In Silico Comparative Analysis of Azo Dye Interactions with Oxidoreductase, Laccase, and Peroxidase from Acinetobacter junii
Abstract
ABSTRACT: The incorporation of omics approach in the field of bioremediation is an exciting venture to research. It will significantly reduce the screening time. Therefore, this study employs a computational strategy to compare the azo dye degrading potential of three prominent enzymes from Acinetobacter junii, i.e. oxidoreductase, laccase, and peroxidase. For this purpose, six azo dyes, Acid violet 7, Acid orange 19, Congo red, disperse red 1, Disperse red 13, and Reactive brilliant red, were considered for the analysis of molecular interactions with the three enzymes.

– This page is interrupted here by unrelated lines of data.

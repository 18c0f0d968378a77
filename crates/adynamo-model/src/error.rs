//! Store-reported error types.
//!
//! The store reports failures as JSON bodies with a `__type` field holding a
//! fully-qualified error type name such as
//! `com.amazonaws.dynamodb.v20120810#ConditionalCheckFailedException`.
//! This module decodes those bodies into a structured [`ServiceError`].

use std::fmt;

use serde::Deserialize;

/// Well-known store error codes.
#[derive(Debug, Clone, Copy, PartialEq, Eq, Hash)]
#[non_exhaustive]
pub enum ServiceErrorCode {
    /// A conditional write's precondition did not hold.
    ConditionalCheckFailedException,
    /// Table or item resource not found.
    ResourceNotFoundException,
    /// Malformed or invalid request.
    ValidationException,
    /// Provisioned throughput exceeded.
    ProvisionedThroughputExceededException,
    /// The session token used to sign the request has expired.
    ExpiredTokenException,
    /// The session token was not recognized.
    UnrecognizedClientException,
    /// The request body could not be parsed by the store.
    SerializationException,
    /// Internal store failure.
    InternalServerError,
}

impl ServiceErrorCode {
    /// Returns the short error code string.
    #[must_use]
    pub fn as_str(&self) -> &'static str {
        match self {
            Self::ConditionalCheckFailedException => "ConditionalCheckFailedException",
            Self::ResourceNotFoundException => "ResourceNotFoundException",
            Self::ValidationException => "ValidationException",
            Self::ProvisionedThroughputExceededException => {
                "ProvisionedThroughputExceededException"
            }
            Self::ExpiredTokenException => "ExpiredTokenException",
            Self::UnrecognizedClientException => "UnrecognizedClientException",
            Self::SerializationException => "SerializationException",
            Self::InternalServerError => "InternalServerError",
        }
    }

    /// Parse a fully-qualified `__type` string into a known code.
    ///
    /// The qualifier prefix (everything up to and including `#`) varies by
    /// service version, so only the suffix is matched.
    #[must_use]
    pub fn from_type(type_name: &str) -> Option<Self> {
        let short = type_name.rsplit('#').next().unwrap_or(type_name);
        match short {
            "ConditionalCheckFailedException" => Some(Self::ConditionalCheckFailedException),
            "ResourceNotFoundException" => Some(Self::ResourceNotFoundException),
            "ValidationException" => Some(Self::ValidationException),
            "ProvisionedThroughputExceededException" => {
                Some(Self::ProvisionedThroughputExceededException)
            }
            "ExpiredTokenException" => Some(Self::ExpiredTokenException),
            "UnrecognizedClientException" => Some(Self::UnrecognizedClientException),
            "SerializationException" => Some(Self::SerializationException),
            "InternalServerError" | "InternalFailure" => Some(Self::InternalServerError),
            _ => None,
        }
    }
}

impl fmt::Display for ServiceErrorCode {
    fn fmt(&self, f: &mut fmt::Formatter<'_>) -> fmt::Result {
        f.write_str(self.as_str())
    }
}

/// JSON shape of a store error body.
#[derive(Debug, Deserialize)]
struct ErrorBody {
    #[serde(rename = "__type", default)]
    error_type: String,
    #[serde(alias = "Message", default)]
    message: String,
}

/// A decoded store error response.
#[derive(Debug, Clone)]
pub struct ServiceError {
    /// The recognized error code, when the `__type` suffix is known.
    pub code: Option<ServiceErrorCode>,
    /// The raw `__type` string from the response body.
    pub error_type: String,
    /// A human-readable error message.
    pub message: String,
    /// The HTTP status code of the response.
    pub status_code: http::StatusCode,
}

impl fmt::Display for ServiceError {
    fn fmt(&self, f: &mut fmt::Formatter<'_>) -> fmt::Result {
        let code = self.code.map_or(self.error_type.as_str(), |c| c.as_str());
        write!(f, "{code}: {}", self.message)
    }
}

impl std::error::Error for ServiceError {}

impl ServiceError {
    /// Decode a store error from an HTTP status and response body.
    ///
    /// Bodies that are not valid error JSON still produce a `ServiceError`
    /// with an empty type; the caller maps those to a generic failure.
    #[must_use]
    pub fn from_body(status_code: http::StatusCode, body: &[u8]) -> Self {
        let parsed: ErrorBody = serde_json::from_slice(body).unwrap_or(ErrorBody {
            error_type: String::new(),
            message: String::from_utf8_lossy(body).into_owned(),
        });
        Self {
            code: ServiceErrorCode::from_type(&parsed.error_type),
            error_type: parsed.error_type,
            message: parsed.message,
            status_code,
        }
    }

    /// Build a store error from a known code and message.
    #[must_use]
    pub fn new(code: ServiceErrorCode, message: impl Into<String>) -> Self {
        Self {
            code: Some(code),
            error_type: code.as_str().to_owned(),
            message: message.into(),
            status_code: http::StatusCode::BAD_REQUEST,
        }
    }

    /// Whether this is a conditional-write precondition failure.
    #[must_use]
    pub fn is_conditional_check_failed(&self) -> bool {
        self.code == Some(ServiceErrorCode::ConditionalCheckFailedException)
    }

    /// Whether this failure indicates the signing session token is no
    /// longer valid. Executors use this to trigger a credential refresh.
    #[must_use]
    pub fn is_token_invalid(&self) -> bool {
        matches!(
            self.code,
            Some(ServiceErrorCode::ExpiredTokenException)
                | Some(ServiceErrorCode::UnrecognizedClientException)
        )
    }

    /// Whether the store throttled the request.
    #[must_use]
    pub fn is_throughput_exceeded(&self) -> bool {
        self.code == Some(ServiceErrorCode::ProvisionedThroughputExceededException)
    }
}
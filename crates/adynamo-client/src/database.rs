//! The named table registry and cross-table batch writes.
//!
//! A [`Database`] is built once at startup from an explicit list of
//! `(name, schema)` pairs and owns the shared executor; tables are
//! registered at construction, never discovered. Cross-table batch
//! operations enforce the combined operation ceiling locally before any
//! dispatch.

use std::collections::HashMap;
use std::sync::Arc;

use adynamo_model::Operation;
use adynamo_model::input::BatchWriteItemInput;
use adynamo_model::output::BatchWriteItemOutput;
use adynamo_model::types::{ReturnConsumedCapacity, WriteRequest};

use crate::codec::Item;
use crate::error::{Error, MAX_BATCH_OPERATIONS, Result};
use crate::executor::{RequestExecutor, dispatch};
use crate::schema::TableSchema;
use crate::table::Table;

/// A registry of tables sharing one executor.
#[derive(Clone)]
pub struct Database {
    executor: Arc<dyn RequestExecutor>,
    tables: HashMap<String, Table>,
}

impl std::fmt::Debug for Database {
    fn fmt(&self, f: &mut std::fmt::Formatter<'_>) -> std::fmt::Result {
        f.debug_struct("Database")
            .field("tables", &self.tables.keys().collect::<Vec<_>>())
            .finish_non_exhaustive()
    }
}

impl Database {
    /// Build a database from an explicit list of table schemas.
    ///
    /// Every schema is validated up front; the registry is immutable
    /// afterwards.
    pub fn new(
        executor: Arc<dyn RequestExecutor>,
        schemas: impl IntoIterator<Item = (impl Into<String>, TableSchema)>,
    ) -> Result<Self> {
        let mut tables = HashMap::new();
        for (name, schema) in schemas {
            let name = name.into();
            let table = Table::new(name.clone(), schema, Arc::clone(&executor))?;
            tables.insert(name, table);
        }
        Ok(Self { executor, tables })
    }

    /// Look up a registered table.
    pub fn table(&self, name: &str) -> Result<&Table> {
        self.tables
            .get(name)
            .ok_or_else(|| Error::UnknownTable(name.to_owned()))
    }

    /// The names of all registered tables.
    pub fn table_names(&self) -> impl Iterator<Item = &str> {
        self.tables.keys().map(String::as_str)
    }

    /// Put items into several tables in one batched call.
    ///
    /// All named tables must be registered and the combined operation count
    /// must not exceed [`MAX_BATCH_OPERATIONS`]; both are checked before
    /// anything is dispatched. Resolves to the store's per-table
    /// unprocessed-items report.
    pub async fn multi_write(
        &self,
        batches: impl IntoIterator<Item = (impl Into<String>, Vec<Item>)>,
    ) -> Result<BatchWriteItemOutput> {
        let batches = self.collect_batches(batches)?;
        let mut request_items: HashMap<String, Vec<WriteRequest>> = HashMap::new();
        for (name, items) in batches {
            let table = &self.tables[&name];
            let requests = request_items.entry(name).or_default();
            for attributes in items {
                requests.push(WriteRequest::put(table.packed_item(attributes)?));
            }
        }
        self.dispatch_batch(request_items).await
    }

    /// Delete items from several tables in one batched call.
    ///
    /// Key specs must contain exactly the declared key attributes of their
    /// table; extras fail with [`Error::UnsupportedArgument`]. The same
    /// combined ceiling applies as for [`Self::multi_write`].
    pub async fn multi_delete(
        &self,
        batches: impl IntoIterator<Item = (impl Into<String>, Vec<Item>)>,
    ) -> Result<BatchWriteItemOutput> {
        let batches = self.collect_batches(batches)?;
        let mut request_items: HashMap<String, Vec<WriteRequest>> = HashMap::new();
        for (name, specs) in batches {
            let table = &self.tables[&name];
            let requests = request_items.entry(name).or_default();
            for spec in specs {
                let extracted = table.schema().extract_keys(spec)?;
                if let Some(extra) = extracted.rest.keys().next() {
                    return Err(Error::UnsupportedArgument(extra.clone()));
                }
                let key = table
                    .schema()
                    .build_key(&extracted.hash, extracted.range.as_ref())?;
                requests.push(WriteRequest::delete(key));
            }
        }
        self.dispatch_batch(request_items).await
    }

    /// Resolve table names and enforce the combined operation ceiling.
    fn collect_batches(
        &self,
        batches: impl IntoIterator<Item = (impl Into<String>, Vec<Item>)>,
    ) -> Result<Vec<(String, Vec<Item>)>> {
        let batches: Vec<(String, Vec<Item>)> = batches
            .into_iter()
            .map(|(name, items)| (name.into(), items))
            .collect();
        for (name, _) in &batches {
            if !self.tables.contains_key(name) {
                return Err(Error::UnknownTable(name.clone()));
            }
        }
        let total: usize = batches.iter().map(|(_, items)| items.len()).sum();
        if total > MAX_BATCH_OPERATIONS {
            return Err(Error::LimitExceeded(total));
        }
        Ok(batches)
    }

    async fn dispatch_batch(
        &self,
        request_items: HashMap<String, Vec<WriteRequest>>,
    ) -> Result<BatchWriteItemOutput> {
        let input = BatchWriteItemInput {
            request_items,
            return_consumed_capacity: Some(ReturnConsumedCapacity::Total),
        };
        dispatch(&*self.executor, Operation::BatchWriteItem, &input).await
    }
}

After 3D structure modeling through I-TASSER and validated by RAMPAGE, the enzymes were docked with the azo dyes by using auto dock vina, and their binding energies and molecular interactions were evaluated. The comparative analysis of enzymes-dye complexes revealed that both oxidoreductase and laccase formed highly stable complexes with all azo dyes, showing strong binding affinities (>-5kcal/mol). Moreover, NAMD used for the molecular dynamic simulations have revealed the minimum conformational deviations for oxidoreductase and laccase compared to the docked complex of peroxidase. These findings suggest that oxidoreductase and laccase of A. junii are highly promising for efficient remediation of toxic azo dyes. However, these enzymes need further experimental characterization before their use in large-scale setups.